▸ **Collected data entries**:

########

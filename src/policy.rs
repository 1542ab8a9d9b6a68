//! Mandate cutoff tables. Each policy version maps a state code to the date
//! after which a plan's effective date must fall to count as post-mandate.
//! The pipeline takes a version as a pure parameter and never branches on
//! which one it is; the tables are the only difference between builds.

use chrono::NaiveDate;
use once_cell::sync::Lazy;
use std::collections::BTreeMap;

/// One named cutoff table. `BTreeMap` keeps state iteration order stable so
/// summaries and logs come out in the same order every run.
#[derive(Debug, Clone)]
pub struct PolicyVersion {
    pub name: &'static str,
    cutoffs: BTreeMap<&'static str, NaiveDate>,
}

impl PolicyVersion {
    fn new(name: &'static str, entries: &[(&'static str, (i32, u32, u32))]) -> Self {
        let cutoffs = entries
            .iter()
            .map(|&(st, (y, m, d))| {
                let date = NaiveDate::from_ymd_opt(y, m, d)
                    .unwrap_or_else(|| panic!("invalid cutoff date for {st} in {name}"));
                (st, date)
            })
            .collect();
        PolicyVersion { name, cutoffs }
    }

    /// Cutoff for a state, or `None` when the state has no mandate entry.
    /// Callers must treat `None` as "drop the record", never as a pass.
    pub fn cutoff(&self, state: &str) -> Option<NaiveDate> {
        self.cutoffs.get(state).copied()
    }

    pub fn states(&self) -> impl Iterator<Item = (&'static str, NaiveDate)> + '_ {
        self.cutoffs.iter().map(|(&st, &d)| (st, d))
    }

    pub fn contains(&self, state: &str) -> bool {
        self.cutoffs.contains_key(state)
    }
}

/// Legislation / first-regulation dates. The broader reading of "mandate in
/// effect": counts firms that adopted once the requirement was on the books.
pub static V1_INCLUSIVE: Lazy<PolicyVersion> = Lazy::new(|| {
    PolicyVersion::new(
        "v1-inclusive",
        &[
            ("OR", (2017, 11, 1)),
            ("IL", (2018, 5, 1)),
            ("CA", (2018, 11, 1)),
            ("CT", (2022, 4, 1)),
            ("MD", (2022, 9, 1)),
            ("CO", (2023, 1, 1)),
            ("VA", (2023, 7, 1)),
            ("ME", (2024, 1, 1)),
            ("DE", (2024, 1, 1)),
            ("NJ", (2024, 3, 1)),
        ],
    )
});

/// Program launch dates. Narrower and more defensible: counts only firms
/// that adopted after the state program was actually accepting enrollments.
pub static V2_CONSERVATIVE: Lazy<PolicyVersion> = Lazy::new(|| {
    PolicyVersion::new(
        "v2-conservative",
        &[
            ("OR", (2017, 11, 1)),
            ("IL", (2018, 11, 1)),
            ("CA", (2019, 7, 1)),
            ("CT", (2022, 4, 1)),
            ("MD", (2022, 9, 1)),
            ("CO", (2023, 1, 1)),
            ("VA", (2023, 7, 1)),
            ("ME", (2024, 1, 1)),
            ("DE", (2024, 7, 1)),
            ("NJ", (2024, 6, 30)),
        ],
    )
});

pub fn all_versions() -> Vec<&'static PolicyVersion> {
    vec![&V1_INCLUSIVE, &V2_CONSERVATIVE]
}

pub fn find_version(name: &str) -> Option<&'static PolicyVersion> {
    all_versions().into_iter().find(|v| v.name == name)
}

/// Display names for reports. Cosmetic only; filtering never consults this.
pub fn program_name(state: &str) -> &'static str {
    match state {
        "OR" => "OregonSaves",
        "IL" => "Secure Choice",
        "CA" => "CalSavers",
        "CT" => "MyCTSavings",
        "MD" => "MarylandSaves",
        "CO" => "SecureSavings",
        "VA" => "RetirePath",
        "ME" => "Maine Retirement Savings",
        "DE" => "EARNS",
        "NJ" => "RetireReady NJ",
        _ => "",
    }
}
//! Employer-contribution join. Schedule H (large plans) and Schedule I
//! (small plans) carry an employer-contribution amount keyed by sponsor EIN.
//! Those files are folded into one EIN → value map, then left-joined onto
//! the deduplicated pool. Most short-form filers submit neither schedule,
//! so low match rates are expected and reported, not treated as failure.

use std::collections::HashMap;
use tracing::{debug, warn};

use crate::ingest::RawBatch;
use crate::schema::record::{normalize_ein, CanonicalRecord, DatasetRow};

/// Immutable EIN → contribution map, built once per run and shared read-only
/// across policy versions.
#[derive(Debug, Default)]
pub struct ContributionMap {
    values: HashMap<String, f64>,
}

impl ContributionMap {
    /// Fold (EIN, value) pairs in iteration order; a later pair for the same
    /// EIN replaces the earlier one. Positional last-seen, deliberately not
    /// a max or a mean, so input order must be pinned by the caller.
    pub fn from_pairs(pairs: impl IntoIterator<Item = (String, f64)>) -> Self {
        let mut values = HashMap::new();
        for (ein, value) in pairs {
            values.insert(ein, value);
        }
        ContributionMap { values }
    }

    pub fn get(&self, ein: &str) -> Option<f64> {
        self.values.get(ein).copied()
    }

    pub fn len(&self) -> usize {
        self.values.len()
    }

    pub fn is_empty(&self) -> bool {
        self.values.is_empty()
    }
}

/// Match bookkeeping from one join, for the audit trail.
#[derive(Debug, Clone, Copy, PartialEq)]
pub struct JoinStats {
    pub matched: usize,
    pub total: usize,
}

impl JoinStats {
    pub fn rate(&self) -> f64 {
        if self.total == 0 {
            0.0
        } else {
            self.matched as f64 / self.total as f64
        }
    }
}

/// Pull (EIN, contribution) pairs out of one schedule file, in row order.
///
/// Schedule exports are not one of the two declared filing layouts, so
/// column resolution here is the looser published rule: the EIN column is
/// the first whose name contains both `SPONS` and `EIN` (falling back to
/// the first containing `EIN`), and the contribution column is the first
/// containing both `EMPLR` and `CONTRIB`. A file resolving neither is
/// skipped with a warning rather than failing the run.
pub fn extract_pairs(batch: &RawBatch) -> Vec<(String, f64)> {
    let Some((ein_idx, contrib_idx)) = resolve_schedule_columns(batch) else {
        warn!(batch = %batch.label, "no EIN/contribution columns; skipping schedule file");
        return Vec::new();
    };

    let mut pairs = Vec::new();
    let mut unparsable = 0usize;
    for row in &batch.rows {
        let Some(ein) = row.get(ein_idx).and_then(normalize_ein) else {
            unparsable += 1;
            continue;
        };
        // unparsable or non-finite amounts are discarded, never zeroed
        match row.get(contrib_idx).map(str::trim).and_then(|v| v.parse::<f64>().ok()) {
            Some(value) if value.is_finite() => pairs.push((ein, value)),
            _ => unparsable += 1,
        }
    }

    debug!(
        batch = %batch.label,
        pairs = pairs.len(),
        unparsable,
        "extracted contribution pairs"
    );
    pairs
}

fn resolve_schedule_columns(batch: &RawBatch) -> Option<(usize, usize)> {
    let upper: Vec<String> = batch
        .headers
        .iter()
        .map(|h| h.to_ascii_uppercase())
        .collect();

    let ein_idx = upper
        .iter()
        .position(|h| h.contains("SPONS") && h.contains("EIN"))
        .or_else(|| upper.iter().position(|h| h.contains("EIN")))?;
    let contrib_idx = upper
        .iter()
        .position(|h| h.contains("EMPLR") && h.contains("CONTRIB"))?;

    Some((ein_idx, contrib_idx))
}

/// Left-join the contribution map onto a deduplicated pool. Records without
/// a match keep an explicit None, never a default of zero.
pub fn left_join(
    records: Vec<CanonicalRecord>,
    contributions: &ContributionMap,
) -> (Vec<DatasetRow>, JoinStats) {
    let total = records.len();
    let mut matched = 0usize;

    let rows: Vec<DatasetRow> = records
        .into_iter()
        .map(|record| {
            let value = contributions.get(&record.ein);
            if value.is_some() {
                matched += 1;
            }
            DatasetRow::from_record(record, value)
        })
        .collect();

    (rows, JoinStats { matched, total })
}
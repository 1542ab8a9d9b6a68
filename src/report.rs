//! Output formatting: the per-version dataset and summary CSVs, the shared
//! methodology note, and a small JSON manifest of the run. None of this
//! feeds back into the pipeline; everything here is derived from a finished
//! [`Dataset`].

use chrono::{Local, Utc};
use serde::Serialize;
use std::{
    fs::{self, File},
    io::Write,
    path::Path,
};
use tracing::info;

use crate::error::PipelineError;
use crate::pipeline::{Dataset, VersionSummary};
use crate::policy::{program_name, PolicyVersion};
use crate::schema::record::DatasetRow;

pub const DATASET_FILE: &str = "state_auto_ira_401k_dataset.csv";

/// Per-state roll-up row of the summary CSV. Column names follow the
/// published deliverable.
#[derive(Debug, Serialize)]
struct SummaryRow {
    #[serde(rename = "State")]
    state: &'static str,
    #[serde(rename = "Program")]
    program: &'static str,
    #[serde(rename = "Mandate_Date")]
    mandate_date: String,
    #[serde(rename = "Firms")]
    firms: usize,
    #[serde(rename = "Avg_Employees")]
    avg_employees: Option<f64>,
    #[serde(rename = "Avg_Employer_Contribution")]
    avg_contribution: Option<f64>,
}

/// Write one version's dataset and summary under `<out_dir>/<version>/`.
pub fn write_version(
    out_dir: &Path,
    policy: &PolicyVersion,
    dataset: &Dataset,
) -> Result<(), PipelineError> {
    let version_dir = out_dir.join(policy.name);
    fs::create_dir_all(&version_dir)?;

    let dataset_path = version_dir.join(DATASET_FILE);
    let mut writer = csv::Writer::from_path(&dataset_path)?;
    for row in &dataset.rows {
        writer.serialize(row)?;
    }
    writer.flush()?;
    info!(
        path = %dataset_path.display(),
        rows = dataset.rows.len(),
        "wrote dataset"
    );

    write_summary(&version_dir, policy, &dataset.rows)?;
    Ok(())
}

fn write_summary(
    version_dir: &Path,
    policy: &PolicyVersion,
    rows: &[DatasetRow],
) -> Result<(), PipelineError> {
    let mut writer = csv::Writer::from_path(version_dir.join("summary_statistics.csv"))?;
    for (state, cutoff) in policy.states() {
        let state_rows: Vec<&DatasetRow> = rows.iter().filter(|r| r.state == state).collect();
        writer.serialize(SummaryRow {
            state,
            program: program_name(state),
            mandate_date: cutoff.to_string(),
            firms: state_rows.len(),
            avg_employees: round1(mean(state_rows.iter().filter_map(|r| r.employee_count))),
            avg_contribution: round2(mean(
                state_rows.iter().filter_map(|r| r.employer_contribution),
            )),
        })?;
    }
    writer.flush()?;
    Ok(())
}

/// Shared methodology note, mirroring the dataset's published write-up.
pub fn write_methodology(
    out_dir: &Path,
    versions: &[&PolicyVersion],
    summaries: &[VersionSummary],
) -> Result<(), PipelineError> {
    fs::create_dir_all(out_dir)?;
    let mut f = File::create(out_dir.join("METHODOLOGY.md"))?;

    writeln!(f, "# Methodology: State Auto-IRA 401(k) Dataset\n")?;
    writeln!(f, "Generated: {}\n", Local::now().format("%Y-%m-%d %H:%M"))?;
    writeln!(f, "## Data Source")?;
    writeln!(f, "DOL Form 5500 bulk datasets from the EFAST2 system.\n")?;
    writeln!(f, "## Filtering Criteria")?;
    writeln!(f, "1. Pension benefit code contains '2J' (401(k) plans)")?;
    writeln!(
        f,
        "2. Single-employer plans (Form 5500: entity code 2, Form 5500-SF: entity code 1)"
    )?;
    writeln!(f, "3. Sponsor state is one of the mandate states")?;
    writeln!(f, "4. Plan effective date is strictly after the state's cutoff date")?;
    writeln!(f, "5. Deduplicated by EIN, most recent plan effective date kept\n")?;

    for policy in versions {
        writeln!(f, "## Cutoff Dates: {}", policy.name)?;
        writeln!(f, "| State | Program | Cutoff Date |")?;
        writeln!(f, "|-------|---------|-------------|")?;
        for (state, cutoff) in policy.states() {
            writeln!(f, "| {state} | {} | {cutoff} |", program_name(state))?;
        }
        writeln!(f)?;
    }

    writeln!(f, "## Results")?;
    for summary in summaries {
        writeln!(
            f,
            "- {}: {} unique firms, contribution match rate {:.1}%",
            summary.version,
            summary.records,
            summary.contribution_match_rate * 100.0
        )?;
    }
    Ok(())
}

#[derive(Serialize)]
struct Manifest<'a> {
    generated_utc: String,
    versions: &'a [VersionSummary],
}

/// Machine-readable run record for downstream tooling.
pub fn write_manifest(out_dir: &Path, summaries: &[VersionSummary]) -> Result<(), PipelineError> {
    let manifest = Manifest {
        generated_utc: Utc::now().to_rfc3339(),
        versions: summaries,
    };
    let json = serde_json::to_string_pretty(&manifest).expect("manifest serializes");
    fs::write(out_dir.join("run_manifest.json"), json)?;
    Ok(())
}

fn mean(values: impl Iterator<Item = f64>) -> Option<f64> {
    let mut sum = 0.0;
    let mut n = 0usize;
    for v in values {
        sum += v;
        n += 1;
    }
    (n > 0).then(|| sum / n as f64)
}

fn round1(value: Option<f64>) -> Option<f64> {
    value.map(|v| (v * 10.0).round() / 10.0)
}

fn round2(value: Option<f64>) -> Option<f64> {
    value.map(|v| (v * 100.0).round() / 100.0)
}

########

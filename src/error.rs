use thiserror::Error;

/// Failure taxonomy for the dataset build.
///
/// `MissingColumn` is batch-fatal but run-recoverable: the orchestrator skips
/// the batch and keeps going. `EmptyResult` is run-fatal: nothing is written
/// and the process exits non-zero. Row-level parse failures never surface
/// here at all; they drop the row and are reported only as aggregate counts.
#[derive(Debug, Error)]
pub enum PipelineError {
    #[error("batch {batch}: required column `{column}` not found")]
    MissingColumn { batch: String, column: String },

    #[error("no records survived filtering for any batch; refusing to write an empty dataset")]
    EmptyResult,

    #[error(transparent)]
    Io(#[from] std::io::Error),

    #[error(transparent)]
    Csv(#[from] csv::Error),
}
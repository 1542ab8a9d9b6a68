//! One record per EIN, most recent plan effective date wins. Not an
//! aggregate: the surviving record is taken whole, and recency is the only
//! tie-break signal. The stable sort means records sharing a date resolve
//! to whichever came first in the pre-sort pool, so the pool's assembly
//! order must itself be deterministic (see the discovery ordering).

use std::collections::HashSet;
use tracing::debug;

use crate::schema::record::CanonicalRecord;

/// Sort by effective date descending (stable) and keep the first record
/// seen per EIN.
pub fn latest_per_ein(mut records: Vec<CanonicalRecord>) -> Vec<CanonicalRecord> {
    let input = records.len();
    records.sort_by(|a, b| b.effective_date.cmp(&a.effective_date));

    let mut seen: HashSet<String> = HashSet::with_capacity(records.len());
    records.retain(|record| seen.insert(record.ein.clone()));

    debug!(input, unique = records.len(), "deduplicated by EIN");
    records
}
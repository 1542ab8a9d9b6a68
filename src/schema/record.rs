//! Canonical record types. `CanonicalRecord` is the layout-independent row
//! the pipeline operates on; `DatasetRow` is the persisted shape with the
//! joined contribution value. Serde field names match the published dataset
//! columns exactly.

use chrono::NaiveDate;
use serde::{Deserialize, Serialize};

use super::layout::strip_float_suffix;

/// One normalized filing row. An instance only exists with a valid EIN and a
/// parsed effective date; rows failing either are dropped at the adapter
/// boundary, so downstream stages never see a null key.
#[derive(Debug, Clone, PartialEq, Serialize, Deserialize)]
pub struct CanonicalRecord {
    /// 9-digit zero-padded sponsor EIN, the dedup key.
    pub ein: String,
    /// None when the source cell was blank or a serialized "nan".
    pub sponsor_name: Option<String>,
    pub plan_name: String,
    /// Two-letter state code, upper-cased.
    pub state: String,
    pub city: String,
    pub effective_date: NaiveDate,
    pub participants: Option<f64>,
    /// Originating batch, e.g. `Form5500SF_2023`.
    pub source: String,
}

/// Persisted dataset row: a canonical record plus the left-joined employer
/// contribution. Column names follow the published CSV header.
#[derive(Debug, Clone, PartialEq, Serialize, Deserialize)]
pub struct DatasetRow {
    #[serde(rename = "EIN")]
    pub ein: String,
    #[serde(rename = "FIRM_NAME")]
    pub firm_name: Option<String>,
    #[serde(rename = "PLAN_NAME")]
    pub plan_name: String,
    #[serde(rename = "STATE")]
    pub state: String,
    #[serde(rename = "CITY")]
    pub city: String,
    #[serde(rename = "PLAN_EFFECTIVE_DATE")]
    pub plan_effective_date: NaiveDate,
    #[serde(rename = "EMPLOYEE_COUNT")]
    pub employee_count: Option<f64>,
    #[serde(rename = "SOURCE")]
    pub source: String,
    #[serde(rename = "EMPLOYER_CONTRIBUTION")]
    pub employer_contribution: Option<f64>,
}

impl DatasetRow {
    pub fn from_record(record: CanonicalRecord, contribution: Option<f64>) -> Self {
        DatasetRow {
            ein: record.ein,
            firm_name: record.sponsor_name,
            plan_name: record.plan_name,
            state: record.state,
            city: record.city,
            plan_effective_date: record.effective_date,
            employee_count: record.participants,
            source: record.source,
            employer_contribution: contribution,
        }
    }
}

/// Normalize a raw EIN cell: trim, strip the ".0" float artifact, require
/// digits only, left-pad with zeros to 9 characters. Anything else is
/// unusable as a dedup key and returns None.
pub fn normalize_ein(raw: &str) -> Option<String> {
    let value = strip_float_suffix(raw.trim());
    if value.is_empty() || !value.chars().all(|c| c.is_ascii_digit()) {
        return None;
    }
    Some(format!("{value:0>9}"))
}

########

▸ **PROBLEM DESCRIPTION**: If a line above holds the string "joined", return it as it stands.

▸ **RESULT OF THE TASK**:
//! Those files are folded into one EIN → value map, then left-joined onto
//! joined contribution value. Serde field names match the published dataset
/// Persisted dataset row: a canonical record plus the left-joined employer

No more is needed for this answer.